Exercise details: Gather, from the data below, each line in which the word "NewsItem" occurs.

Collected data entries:
★ ★ ★ ★
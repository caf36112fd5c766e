/// Helpers shared by the feed pipeline and the image proxy

/// URL utilities
pub mod url {
    use url::Url;

    /// Only plain web URLs may be fetched on a client's behalf.
    pub fn is_fetchable(url: &Url) -> bool {
        url.scheme() == "http" || url.scheme() == "https"
    }

    /// Lower-cased extension of the last path segment, ignoring query and fragment.
    pub fn path_extension(url_str: &str) -> Option<String> {
        let without_query = url_str.split(['?', '#']).next().unwrap_or("");
        let last_segment = without_query.rsplit('/').next()?;
        let (_, ext) = last_segment.rsplit_once('.')?;
        if ext.is_empty() {
            None
        } else {
            Some(ext.to_ascii_lowercase())
        }
    }
}

/// Time utilities for cache freshness
pub mod time {
    use chrono::{DateTime, Duration, Utc};

    /// True once `ttl` has elapsed since `last_update`, or if there never was one.
    pub fn should_update(last_update: Option<DateTime<Utc>>, now: DateTime<Utc>, ttl: Duration) -> bool {
        match last_update {
            None => true,
            Some(last) => now.signed_duration_since(last) >= ttl,
        }
    }
}

/// Feed text utilities
pub mod feed {
    /// Extract clean text content from HTML
    pub fn extract_text_from_html(html: &str) -> String {
        let text = html
            .chars()
            .fold((String::new(), false), |(mut text, in_tag), c| match c {
                '<' => (text, true),
                '>' => {
                    // keep words on either side of a tag apart
                    text.push(' ');
                    (text, false)
                }
                _ if !in_tag => {
                    text.push(c);
                    (text, in_tag)
                }
                _ => (text, in_tag),
            })
            .0;

        decode_entities(&text)
            .split_whitespace()
            .collect::<Vec<_>>()
            .join(" ")
    }

    fn decode_entities(text: &str) -> String {
        text.replace("&nbsp;", " ")
            .replace("&lt;", "<")
            .replace("&gt;", ">")
            .replace("&quot;", "\"")
            .replace("&#39;", "'")
            .replace("&#8217;", "\u{2019}")
            .replace("&amp;", "&")
    }
}
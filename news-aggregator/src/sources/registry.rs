use crate::sources::RssFeedSource;
use crate::traits::PullFeed;
use crate::types::{FeedSource, FetchConfig, Result};
use crate::Fetcher;
use std::sync::Arc;

/// Fixed set of feeds aggregated by the service, loaded once at startup.
#[derive(Debug, Clone)]
pub struct SourceRegistry {
    sources: Vec<FeedSource>,
}

impl Default for SourceRegistry {
    fn default() -> Self {
        Self::new(vec![
            FeedSource::new("KrebsOnSecurity", "https://krebsonsecurity.com/feed/"),
            FeedSource::new(
                "The Hacker News",
                "https://thehackernews.com/feeds/posts/default?alt=rss",
            ),
            FeedSource::new("BleepingComputer", "https://www.bleepingcomputer.com/feed/"),
            FeedSource::new(
                "CISA Advisories",
                "https://www.cisa.gov/cybersecurity-advisories/all.xml",
            ),
        ])
    }
}

impl SourceRegistry {
    pub fn new(sources: Vec<FeedSource>) -> Self {
        Self { sources }
    }

    pub fn sources(&self) -> &[FeedSource] {
        &self.sources
    }

    pub fn len(&self) -> usize {
        self.sources.len()
    }

    pub fn is_empty(&self) -> bool {
        self.sources.is_empty()
    }

    /// One HTTP-backed puller per registered feed, sharing a single client.
    pub fn build_pullers(&self, fetch_config: FetchConfig) -> Result<Vec<Arc<dyn PullFeed>>> {
        let fetcher = Arc::new(Fetcher::new(fetch_config)?);
        Ok(self
            .sources
            .iter()
            .cloned()
            .map(|source| Arc::new(RssFeedSource::new(source, fetcher.clone())) as Arc<dyn PullFeed>)
            .collect())
    }
}
// HTTP surface: news listing, image proxy, scanner relays and health.
//
// Every route is mounted at the root and again under /api, the prefix the
// browser client uses.

use std::path::PathBuf;
use std::sync::Arc;
use std::time::Instant;

use anyhow::Result;
use axum::extract::DefaultBodyLimit;
use axum::http::{header, Method, StatusCode};
use axum::response::{IntoResponse, Response};
use axum::routing::{get, post};
use axum::{Json, Router};
use chrono::Utc;
use interfaces::Scanner;
use tower_http::cors::{Any, CorsLayer};
use tower_http::trace::TraceLayer;
use tracing::info;

use crate::cache::NewsCache;
use crate::proxy::ImageProxy;

pub mod handlers;

/// Shared application state threaded through all Axum handlers.
#[derive(Clone)]
pub struct AppState {
    pub news: Arc<NewsCache>,
    pub proxy: Arc<ImageProxy>,
    pub scanner: Arc<dyn Scanner>,
    pub upload_dir: PathBuf,
    pub max_upload_bytes: usize,
    pub started_at: Instant,
}

/// Start the Axum server and block until it exits.
pub async fn run_server(state: AppState, addr: &str) -> Result<()> {
    let app = build_router(state);

    info!("News aggregator listening on http://{addr}");
    let listener = tokio::net::TcpListener::bind(addr).await?;
    axum::serve(listener, app).await?;
    Ok(())
}

pub fn build_router(state: AppState) -> Router {
    let api = Router::new()
        .route("/news", get(handlers::news::get_news))
        .route("/news-image", get(handlers::image::proxy_image))
        .route("/scan-url", post(handlers::scan::scan_url))
        .route("/scan-file", post(handlers::scan::scan_file))
        .route("/scan-log", post(handlers::scan::scan_log))
        .route("/healthz", get(health));

    Router::new()
        .route("/", get(root))
        .merge(api.clone())
        .nest("/api", api)
        .layer(DefaultBodyLimit::max(state.max_upload_bytes))
        .layer(
            CorsLayer::new()
                .allow_origin(Any)
                .allow_methods([Method::GET, Method::POST, Method::OPTIONS])
                .allow_headers([
                    header::CONTENT_TYPE,
                    header::ACCEPT,
                    header::AUTHORIZATION,
                    header::HeaderName::from_static("x-requested-with"),
                    header::ORIGIN,
                ]),
        )
        .layer(TraceLayer::new_for_http())
        .with_state(state)
}

async fn root() -> &'static str {
    "News aggregator API is running. See /healthz for status."
}

async fn health(axum::extract::State(state): axum::extract::State<AppState>) -> impl IntoResponse {
    Json(serde_json::json!({
        "status": "ok",
        "uptime": state.started_at.elapsed().as_secs_f64(),
        "timestamp": Utc::now().to_rfc3339(),
    }))
}

/// JSON `{message, details?}` error body used by the scan endpoints.
pub fn api_error(status: StatusCode, message: &str, details: Option<String>) -> Response {
    let body = match details {
        Some(details) => serde_json::json!({ "message": message, "details": details }),
        None => serde_json::json!({ "message": message }),
    };
    (status, Json(body)).into_response()
}
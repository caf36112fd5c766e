use crate::traits::PullFeed;
use crate::types::{FeedSource, RawEntry, Result};
use crate::{FeedParser, Fetcher};
use async_trait::async_trait;
use std::sync::Arc;
use tracing::info;

/// Generic RSS/Atom feed source
pub struct RssFeedSource {
    source: FeedSource,
    fetcher: Arc<Fetcher>,
    parser: FeedParser,
}

impl RssFeedSource {
    pub fn new(source: FeedSource, fetcher: Arc<Fetcher>) -> Self {
        Self {
            source,
            fetcher,
            parser: FeedParser::new(),
        }
    }
}

#[async_trait]
impl PullFeed for RssFeedSource {
    fn source(&self) -> &FeedSource {
        &self.source
    }

    async fn pull(&self) -> Result<Vec<RawEntry>> {
        info!("Pulling feed: {} ({})", self.source.name, self.source.url);

        let content = self.fetcher.fetch_feed(&self.source.url).await?;
        let entries = self.parser.parse_feed(&content)?;

        info!("Pulled {} entries from {}", entries.len(), self.source.name);
        Ok(entries)
    }
}
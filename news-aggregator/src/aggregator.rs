use crate::image_resolver::ImageResolver;
use crate::rss_utils::feed::extract_text_from_html;
use crate::traits::PullFeed;
use crate::types::{AggregatorError, NewsItem, RawEntry};
use futures::future::join_all;
use std::sync::Arc;
use std::time::Duration;
use tracing::{info, warn};

pub const UNTITLED: &str = "(no title)";

/// Fans out over every source and merges the results into one newest-first list.
/// Holds no state between runs.
pub struct NewsAggregator {
    sources: Vec<Arc<dyn PullFeed>>,
    resolver: ImageResolver,
    fetch_timeout: Duration,
}

impl NewsAggregator {
    pub fn new(sources: Vec<Arc<dyn PullFeed>>, fetch_timeout: Duration) -> Self {
        Self {
            sources,
            resolver: ImageResolver::default(),
            fetch_timeout,
        }
    }

    pub fn with_resolver(mut self, resolver: ImageResolver) -> Self {
        self.resolver = resolver;
        self
    }

    pub fn source_count(&self) -> usize {
        self.sources.len()
    }

    pub async fn aggregate(&self) -> Vec<NewsItem> {
        let total_sources = self.sources.len();
        info!("Aggregating {} sources", total_sources);

        let results = join_all(self.sources.iter().map(|source| self.fetch_source(source.as_ref()))).await;

        let mut successful_sources = 0;
        let mut items = Vec::new();
        for (source, entries) in self.sources.iter().zip(results) {
            let Some(entries) = entries else { continue };
            successful_sources += 1;
            items.extend(
                entries
                    .into_iter()
                    .map(|entry| to_news_item(source.source_name(), entry, &self.resolver)),
            );
        }

        sort_newest_first(&mut items);

        info!(
            "Fetched {} items from {}/{} sources",
            items.len(),
            successful_sources,
            total_sources
        );
        items
    }

    /// `None` when the source failed or timed out; the failure stays local.
    async fn fetch_source(&self, source: &dyn PullFeed) -> Option<Vec<RawEntry>> {
        let outcome = match tokio::time::timeout(self.fetch_timeout, source.pull()).await {
            Ok(result) => result,
            Err(_) => Err(AggregatorError::Timeout {
                seconds: self.fetch_timeout.as_secs(),
                url: source.source().url.clone(),
            }),
        };

        match outcome {
            Ok(entries) => Some(entries),
            Err(e) => {
                warn!("Skipping source {}: {}", source.source_name(), e);
                None
            }
        }
    }
}

pub fn to_news_item(source_name: &str, entry: RawEntry, resolver: &ImageResolver) -> NewsItem {
    let image_url = resolver.resolve(&entry);

    let summary = [entry.summary.as_deref(), entry.content.as_deref()]
        .into_iter()
        .flatten()
        .map(extract_text_from_html)
        .find(|text| !text.is_empty())
        .unwrap_or_default();

    NewsItem {
        title: entry
            .title
            .map(|t| t.trim().to_string())
            .filter(|t| !t.is_empty())
            .unwrap_or_else(|| UNTITLED.to_string()),
        link: entry.link.unwrap_or_default(),
        source: source_name.to_string(),
        published_at: entry.published.or(entry.updated),
        summary,
        image_url,
    }
}

/// Descending by `published_at`; undated items sort last. Stable for ties.
pub fn sort_newest_first(items: &mut [NewsItem]) {
    items.sort_by(|a, b| b.published_at.cmp(&a.published_at));
}
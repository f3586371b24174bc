use serde::{Deserialize, Serialize};

/// Body sent to the annotation server's `/parse` route.
#[derive(Debug, Clone, Serialize, Deserialize)]
pub struct ParseRequest {
    pub text: String,
    pub model: String,
}

/// Document JSON as produced by the annotation server.
///
/// Offsets are character (not byte) positions into `text`.
#[derive(Debug, Clone, Serialize, Deserialize)]
pub struct DocAnnotation {
    pub text: String,
    #[serde(default)]
    pub tokens: Vec<TokenAnnotation>,
}

#[derive(Debug, Clone, Serialize, Deserialize)]
pub struct TokenAnnotation {
    pub id: usize,
    pub start: usize,
    pub end: usize,
    #[serde(default)]
    pub pos: String,
    #[serde(default)]
    pub tag: String,
    #[serde(default)]
    pub lemma: String,
    #[serde(default)]
    pub dep: String,
    pub head: usize,
}
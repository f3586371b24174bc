use anyhow::{Context, Result};
use serde::{Deserialize, Serialize};
use std::fmt::Display;
use std::str::FromStr;
use std::time::Duration;

#[derive(Debug, Clone, Serialize, Deserialize)]
pub struct AppConfig {
    pub server: ServerConfig,
    pub engine: EngineConfig,
    pub logging: LoggingConfig,
}

#[derive(Debug, Clone, Serialize, Deserialize)]
pub struct ServerConfig {
    pub host: String,
    pub port: u16,
}

#[derive(Debug, Clone, Serialize, Deserialize)]
pub struct EngineConfig {
    pub base_url: String,
    pub model: String,
    pub request_timeout_secs: u64,
}

#[derive(Debug, Clone, Serialize, Deserialize)]
pub struct LoggingConfig {
    pub json: bool,
    /// Used when `RUST_LOG` is unset
    pub filter: String,
}

impl Default for AppConfig {
    fn default() -> Self {
        Self {
            server: ServerConfig {
                host: "0.0.0.0".to_string(),
                port: 5000,
            },
            engine: EngineConfig {
                base_url: "http://localhost:8000".to_string(),
                model: "en_core_web_sm".to_string(),
                request_timeout_secs: 30,
            },
            logging: LoggingConfig {
                json: false,
                filter: "api=info,extract=info,nlp=info,tower_http=info".to_string(),
            },
        }
    }
}

impl ServerConfig {
    pub fn addr(&self) -> String {
        format!("{}:{}", self.host, self.port)
    }
}

impl EngineConfig {
    pub fn timeout(&self) -> Duration {
        Duration::from_secs(self.request_timeout_secs)
    }
}

impl AppConfig {
    /// Defaults overridden by `MINDMAP_*` environment variables.
    pub fn from_env() -> Result<Self> {
        Self::from_lookup(|key| std::env::var(key).ok())
    }

    pub fn from_lookup<F>(lookup: F) -> Result<Self>
    where
        F: Fn(&str) -> Option<String>,
    {
        let mut config = Self::default();

        if let Some(host) = lookup("MINDMAP_HOST") {
            config.server.host = host;
        }
        if let Some(port) = parse_var(&lookup, "MINDMAP_PORT")? {
            config.server.port = port;
        }
        if let Some(url) = lookup("MINDMAP_ENGINE_URL") {
            config.engine.base_url = url;
        }
        if let Some(model) = lookup("MINDMAP_ENGINE_MODEL") {
            config.engine.model = model;
        }
        if let Some(secs) = parse_var(&lookup, "MINDMAP_ENGINE_TIMEOUT_SECS")? {
            config.engine.request_timeout_secs = secs;
        }
        if let Some(json) = parse_var(&lookup, "MINDMAP_LOG_JSON")? {
            config.logging.json = json;
        }

        Ok(config)
    }
}

fn parse_var<F, T>(lookup: &F, key: &str) -> Result<Option<T>>
where
    F: Fn(&str) -> Option<String>,
    T: FromStr,
    T::Err: Display,
{
    match lookup(key) {
        Some(raw) => raw
            .trim()
            .parse()
            .map(Some)
            .map_err(|e| anyhow::anyhow!("{}", e))
            .with_context(|| format!("Invalid value {:?} for {}", raw, key)),
        None => Ok(None),
    }
}
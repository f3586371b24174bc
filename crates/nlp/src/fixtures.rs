//! Hand-written parses for tests.

use anyhow::{Context, Result};
use async_trait::async_trait;
use std::collections::HashMap;

use crate::doc::Doc;
use crate::schema::{DocAnnotation, TokenAnnotation};
use crate::Annotator;

/// `(text, pos, dep, head, lemma)`
pub type Word<'a> = (&'a str, &'a str, &'a str, usize, &'a str);

/// Build a doc by locating each word in `text`, left to right.
pub fn parse(text: &str, words: &[Word<'_>]) -> Result<Doc> {
    let mut cursor = 0;
    let mut tokens = Vec::with_capacity(words.len());

    for (id, &(word, pos, dep, head, lemma)) in words.iter().enumerate() {
        let found = text[cursor..]
            .find(word)
            .with_context(|| format!("word {:?} not found after byte {}", word, cursor))?
            + cursor;
        let start = text[..found].chars().count();
        cursor = found + word.len();

        tokens.push(TokenAnnotation {
            id,
            start,
            end: start + word.chars().count(),
            pos: pos.to_string(),
            tag: String::new(),
            lemma: lemma.to_string(),
            dep: dep.to_string(),
            head,
        });
    }

    Doc::from_annotation(DocAnnotation {
        text: text.to_string(),
        tokens,
    })
}

pub fn cat_chased_mouse() -> Result<Doc> {
    parse(
        "The cat chased the mouse.",
        &[
            ("The", "DET", "det", 1, "the"),
            ("cat", "NOUN", "nsubj", 2, "cat"),
            ("chased", "VERB", "ROOT", 2, "chase"),
            ("the", "DET", "det", 4, "the"),
            ("mouse", "NOUN", "dobj", 2, "mouse"),
            (".", "PUNCT", "punct", 2, "."),
        ],
    )
}

pub fn red_car() -> Result<Doc> {
    parse(
        "Red car.",
        &[
            ("Red", "ADJ", "amod", 1, "red"),
            ("car", "NOUN", "ROOT", 1, "car"),
            (".", "PUNCT", "punct", 1, "."),
        ],
    )
}

pub fn empty() -> Result<Doc> {
    parse("", &[])
}

/// Leading whitespace the engine keeps as a `SPACE` token under the subject,
/// so the subject's chunk starts with blanks.
pub fn padded_sentence() -> Result<Doc> {
    parse(
        "  The cat chased the mouse",
        &[
            ("  ", "SPACE", "dep", 2, "  "),
            ("The", "DET", "det", 2, "the"),
            ("cat", "NOUN", "nsubj", 3, "cat"),
            ("chased", "VERB", "ROOT", 3, "chase"),
            ("the", "DET", "det", 5, "the"),
            ("mouse", "NOUN", "dobj", 3, "mouse"),
        ],
    )
}

/// Two sentences. The passive one keeps its agent under the preposition, so
/// only the second sentence governs an edge.
pub fn two_sentences() -> Result<Doc> {
    parse(
        "Rust was designed by Graydon. Teams love Rust.",
        &[
            ("Rust", "PROPN", "nsubjpass", 2, "Rust"),
            ("was", "AUX", "auxpass", 2, "be"),
            ("designed", "VERB", "ROOT", 2, "design"),
            ("by", "ADP", "agent", 2, "by"),
            ("Graydon", "PROPN", "pobj", 3, "Graydon"),
            (".", "PUNCT", "punct", 2, "."),
            ("Teams", "NOUN", "nsubj", 7, "team"),
            ("love", "VERB", "ROOT", 7, "love"),
            ("Rust", "PROPN", "dobj", 7, "Rust"),
            (".", "PUNCT", "punct", 7, "."),
        ],
    )
}

/// Answers only for texts it was given up front.
#[derive(Default)]
pub struct FixtureAnnotator {
    docs: HashMap<String, Doc>,
}

impl FixtureAnnotator {
    pub fn new() -> Self {
        Self::default()
    }

    /// Annotator preloaded with every canned parse in this module.
    pub fn standard() -> Result<Self> {
        Ok(Self::new()
            .with(cat_chased_mouse()?)
            .with(red_car()?)
            .with(empty()?)
            .with(two_sentences()?)
            .with(padded_sentence()?))
    }

    pub fn with(mut self, doc: Doc) -> Self {
        self.docs.insert(doc.text().to_string(), doc);
        self
    }
}

#[async_trait]
impl Annotator for FixtureAnnotator {
    async fn annotate(&self, text: &str) -> Result<Doc> {
        self.docs
            .get(text)
            .cloned()
            .with_context(|| format!("no parse for {:?}", text))
    }
}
★ ★ ★ ★
Final answer:
use crate::types::{AggregatorError, NewsItem, RawEntry};
    pub async fn aggregate(&self) -> Vec<NewsItem> {
pub fn to_news_item(source_name: &str, entry: RawEntry, resolver: &ImageResolver) -> NewsItem {
    NewsItem {
pub fn sort_newest_first(items: &mut [NewsItem]) {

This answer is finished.